A dietitian is working in an outpatient eating disorders program with a 14-year old client. Recently, she has been losing weight at an alarming rate and you are concerned. She tells you that she has been purging but she does not want further treatment for now and does not want you to tell her family doctor. What should the dietitian do?
The Health Care Consent Act, 1996 specifies that there is no minimum age of consent. The dietitian needs to determine the client’s capacity to make an informed and knowledgeable decision and whether client is capable of understanding that refusing further treatment could potentially result in her death.
Respecting the client, the dietitian can have a conversation to understand her concerns further.

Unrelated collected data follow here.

//! Color-based bolometric corrections
//!
//! Implements the bolometric-correction calibrations of Bersten & Hamuy
//! 2009 (2009ApJ...701..200B): polynomials in a two-filter color giving the
//! correction from the V magnitude to the bolometric magnitude, valid over
//! the color range each fit was calibrated on. Only the B−V, V−I and B−I
//! colors are calibrated; anything else is unsupported.

use std::collections::HashMap;

use once_cell::sync::Lazy;

use crate::constants::MAG_FLUX_SLOPE;

/// Zero point of the bolometric magnitude scale (Bersten & Hamuy 2009,
/// eq. 2): F_bol = 10^(−0.4 (m_bol + 11.64)) erg s⁻¹ cm⁻².
pub const BOLOMETRIC_ZEROPOINT_MAG: f64 = 11.64;

/// One calibrated color: polynomial coefficients (ascending powers) and
/// the color range the fit is valid over.
#[derive(Debug, Clone, Copy)]
pub struct ColorCalibration {
    /// Human-readable color designation ("B-V")
    pub color: &'static str,
    /// Polynomial coefficients, constant term first
    pub coefficients: &'static [f64],
    /// Bluest color the calibration covers
    pub range_min: f64,
    /// Reddest color the calibration covers
    pub range_max: f64,
}

static CALIBRATIONS: Lazy<HashMap<(&'static str, &'static str), ColorCalibration>> =
    Lazy::new(|| {
        HashMap::from([
            (
                ("B", "V"),
                ColorCalibration {
                    color: "B-V",
                    coefficients: &[-0.823, 5.027, -13.409, 20.133, -18.096, 9.084, -1.950],
                    range_min: -0.2,
                    range_max: 1.65,
                },
            ),
            (
                ("V", "I"),
                ColorCalibration {
                    color: "V-I",
                    coefficients: &[-1.355, 6.262, -2.676, -22.973, 35.524, -15.340],
                    range_min: -0.1,
                    range_max: 1.0,
                },
            ),
            (
                ("B", "I"),
                ColorCalibration {
                    color: "B-I",
                    coefficients: &[-1.096, 3.038, -2.246, -0.497, 0.7078, 0.576, -0.713, 0.239, -0.027],
                    range_min: -0.4,
                    range_max: 3.0,
                },
            ),
        ])
    });

/// Look up the calibration for a filter pair.
///
/// Returns `None` for any pair outside the supported set
/// {(B,V), (V,I), (B,I)} — the pair order matters, the color is
/// `filter1` − `filter2`.
pub fn calibration_for(filter1: &str, filter2: &str) -> Option<&'static ColorCalibration> {
    CALIBRATIONS
        .iter()
        .find(|((f1, f2), _)| *f1 == filter1 && *f2 == filter2)
        .map(|(_, cal)| cal)
}

/// Evaluate the bolometric correction at a color.
///
/// Returns `(bc, bc_err)` with the uncertainty propagated through the
/// polynomial derivative, or `None` when the color falls outside the
/// calibration's validity range (the calling epoch is skipped).
pub fn bolometric_correction(
    calibration: &ColorCalibration,
    color: f64,
    color_err: f64,
) -> Option<(f64, f64)> {
    if color < calibration.range_min || color > calibration.range_max {
        return None;
    }
    let bc = polynomial(calibration.coefficients, color);
    let slope = polynomial_derivative(calibration.coefficients, color);
    Some((bc, (slope * color_err).abs()))
}

/// Bolometric flux from the V magnitude and a bolometric correction.
///
/// m_bol = V + BC, F_bol = 10^(−0.4 (m_bol + 11.64)) erg s⁻¹ cm⁻²; the
/// magnitude uncertainties combine in quadrature and propagate through the
/// exponential.
pub fn bolometric_flux(bc: f64, bc_err: f64, v_mag: f64, v_mag_err: f64) -> (f64, f64) {
    let mbol = v_mag + bc;
    let mbol_err = (bc_err * bc_err + v_mag_err * v_mag_err).sqrt();
    let flux = 10.0_f64.powf(-0.4 * (mbol + BOLOMETRIC_ZEROPOINT_MAG));
    let flux_err = flux * MAG_FLUX_SLOPE * mbol_err;
    (flux, flux_err)
}

/// Horner evaluation, constant term first.
fn polynomial(coefficients: &[f64], x: f64) -> f64 {
    coefficients.iter().rev().fold(0.0, |acc, &c| acc * x + c)
}

/// Derivative of [`polynomial`] at `x`.
fn polynomial_derivative(coefficients: &[f64], x: f64) -> f64 {
    coefficients
        .iter()
        .enumerate()
        .skip(1)
        .rev()
        .fold(0.0, |acc, (k, &c)| acc * x + k as f64 * c)
}
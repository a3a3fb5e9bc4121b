//! Type-safe length conversions built on the `uom` crate
//!
//! The catalog stores distances in megaparsecs and wavelengths in Ångströms;
//! the radiative transfer math runs in CGS. The conversions live here so the
//! numerical modules never carry their own scale factors.
//!
//! Re-exports the commonly used `uom::si::f64` length type and units.

// Re-export uom SI quantity types for convenience
pub use uom::si::f64::Length;

pub use uom::si::length::angstrom;
pub use uom::si::length::centimeter;
pub use uom::si::length::parsec;

use crate::constants::{CM_PER_ANGSTROM, CM_PER_MPC};

/// Convert a distance in megaparsecs to centimeters.
pub fn mpc_to_cm(mpc: f64) -> f64 {
    mpc * CM_PER_MPC
}

/// Convert centimeters to megaparsecs.
pub fn cm_to_mpc(cm: f64) -> f64 {
    cm / CM_PER_MPC
}

/// Convert a wavelength in Ångströms to centimeters.
pub fn angstrom_to_cm(wl: f64) -> f64 {
    wl * CM_PER_ANGSTROM
}

/// Convert a wavelength in Ångströms to inverse microns.
///
/// The reddening law is parameterized in x = 1/λ with λ in microns.
pub fn angstrom_to_inverse_micron(wl: f64) -> f64 {
    1.0e4 / wl
}
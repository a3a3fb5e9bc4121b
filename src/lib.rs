//! Bolometric luminosity light curves of supernovae
//!
//! Converts multi-band photometric observations of a supernova into a
//! bolometric (total electromagnetic) luminosity light curve, following
//! the methods of Bersten & Hamuy 2009 (2009ApJ...701..200B). Three
//! estimators are provided:
//!
//! - **Direct integration** — trapezoidal integration of the observed
//!   fluxes, with blackbody-model corrections for the unobserved
//!   ultraviolet and infrared flux ([`supernova::Supernova::compute_direct_bolometric`])
//! - **Quasi-bolometric** — trapezoidal integration over the observed
//!   wavelength range only ([`supernova::Supernova::compute_quasi_bolometric`])
//! - **Color-based** — bolometric corrections calibrated on the B−V, V−I
//!   or B−I color ([`supernova::Supernova::compute_color_bolometric`])
//!
//! Photometry, filter reference data, and per-object parameters (explosion
//! date, extinction, distance) come from a read-only JSON catalog; see
//! [`store::Catalog`] for the schema.
//!
//! # Example
//!
//! ```no_run
//! use bolcurve::{LightCurveError, Supernova};
//!
//! # fn main() -> Result<(), LightCurveError> {
//! let mut sn = Supernova::new("sn1998a", "data/sn_catalog.json");
//!
//! for point in sn.compute_quasi_bolometric()? {
//!     println!(
//!         "{:10.2}  {:7.2} ± {:4.2}  {:.3e} ± {:.2e}",
//!         point.jd, point.phase, point.phase_err, point.luminosity, point.luminosity_err
//!     );
//! }
//! # Ok(())
//! # }
//! ```

pub mod blackbody;
pub mod bolcorr;
pub mod bolometric;
pub mod constants;
pub mod extinction;
pub mod flux;
pub mod integrate;
pub mod luminosity;
pub mod output;
pub mod photometry;
pub mod store;
pub mod supernova;
pub mod units;

pub use blackbody::{BlackbodyFit, FitError};
pub use photometry::{EpochGroup, FilterDescriptor, FluxPoint, Observation};
pub use store::{Catalog, ObjectParameters, StoreError};
pub use supernova::{LightCurveError, LightCurvePoint, LoadedData, Supernova};
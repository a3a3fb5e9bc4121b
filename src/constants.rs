//! Physical and catalog constants used across the crate
//!
//! All radiative quantities are CGS: wavelengths handled in Ångströms at the
//! API surface, converted to centimeters inside the Planck routines, fluxes
//! in erg s⁻¹ cm⁻² Å⁻¹, distances in centimeters.

/// Planck constant in erg·s (CODATA 2018 exact)
pub const H_PLANCK: f64 = 6.626_070_15e-27;

/// Speed of light in cm/s (exact)
pub const C_LIGHT: f64 = 2.997_924_58e10;

/// Boltzmann constant in erg/K (CODATA 2018 exact)
pub const K_BOLTZMANN: f64 = 1.380_649e-16;

/// Stefan–Boltzmann constant in erg cm⁻² s⁻¹ K⁻⁴
pub const SIGMA_SB: f64 = 5.670_374_419e-5;

/// Centimeters per Ångström
pub const CM_PER_ANGSTROM: f64 = 1.0e-8;

/// Centimeters per megaparsec (IAU parsec)
pub const CM_PER_MPC: f64 = 3.085_677_58e24;

/// Shortest filter effective wavelength the reddening model supports (Å)
///
/// Corresponds to x = 11.0 inverse microns, the blue end of the CCM89
/// parameterization used here.
pub const MIN_MODEL_WAVELENGTH: f64 = 909.09;

/// Longest filter effective wavelength the reddening model supports (Å)
///
/// Corresponds to x = 0.3 inverse microns, the red end of CCM89.
pub const MAX_MODEL_WAVELENGTH: f64 = 33_333.33;

/// ln(10) · 0.4, the magnitude-to-flux logarithmic slope
pub const MAG_FLUX_SLOPE: f64 = 0.921_034_037_197_618_3;

#[cfg(test)]
mod tests {
    use super::*;
    use approx::assert_relative_eq;

    #[test]
    fn test_mag_flux_slope_value() {
        assert_relative_eq!(MAG_FLUX_SLOPE, 0.4 * 10.0_f64.ln(), epsilon = 1e-15);
    }

    #[test]
    fn test_wavelength_window_inverse_microns() {
        // Window endpoints are defined by the reddening law's x-range
        assert_relative_eq!(1.0e4 / MIN_MODEL_WAVELENGTH, 11.0, epsilon = 1e-3);
        assert_relative_eq!(1.0e4 / MAX_MODEL_WAVELENGTH, 0.3, epsilon = 1e-5);
    }
}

The dietitian can inform her about the risks of refusing further treatment and keeping her weight loss from her doctor.
With respect to the client’s request not to disclose this information to her family physician, the dietitian should consider the client’s specific needs, and be open to the client’s input. If the dietitian is confident in the client’s capacity to consent to treatment and to the collection, use and disclosure of personal health information, then the dietitian must respect the client’s wishes.
However, given the complexity of eating disorders, it is possible that concurrent comorbid conditions are impacting the client’s capacity to make an informed decision about her healthcare. If the dietitian feels the client is not capable of making a nutrition treatment decision, she should inform the incapable client that they require a substitute decision-maker who will be responsible to make decisions (i.e. to assist them in understanding the proposed nutrition treatment and the disclosure of personal health information to the client’s doctor). In this case the substitute decision-maker would likely be a parent, unless someone else has been assigned (Refer to the Professional Practice Standard, Consent to Treatment, Standards 3-5).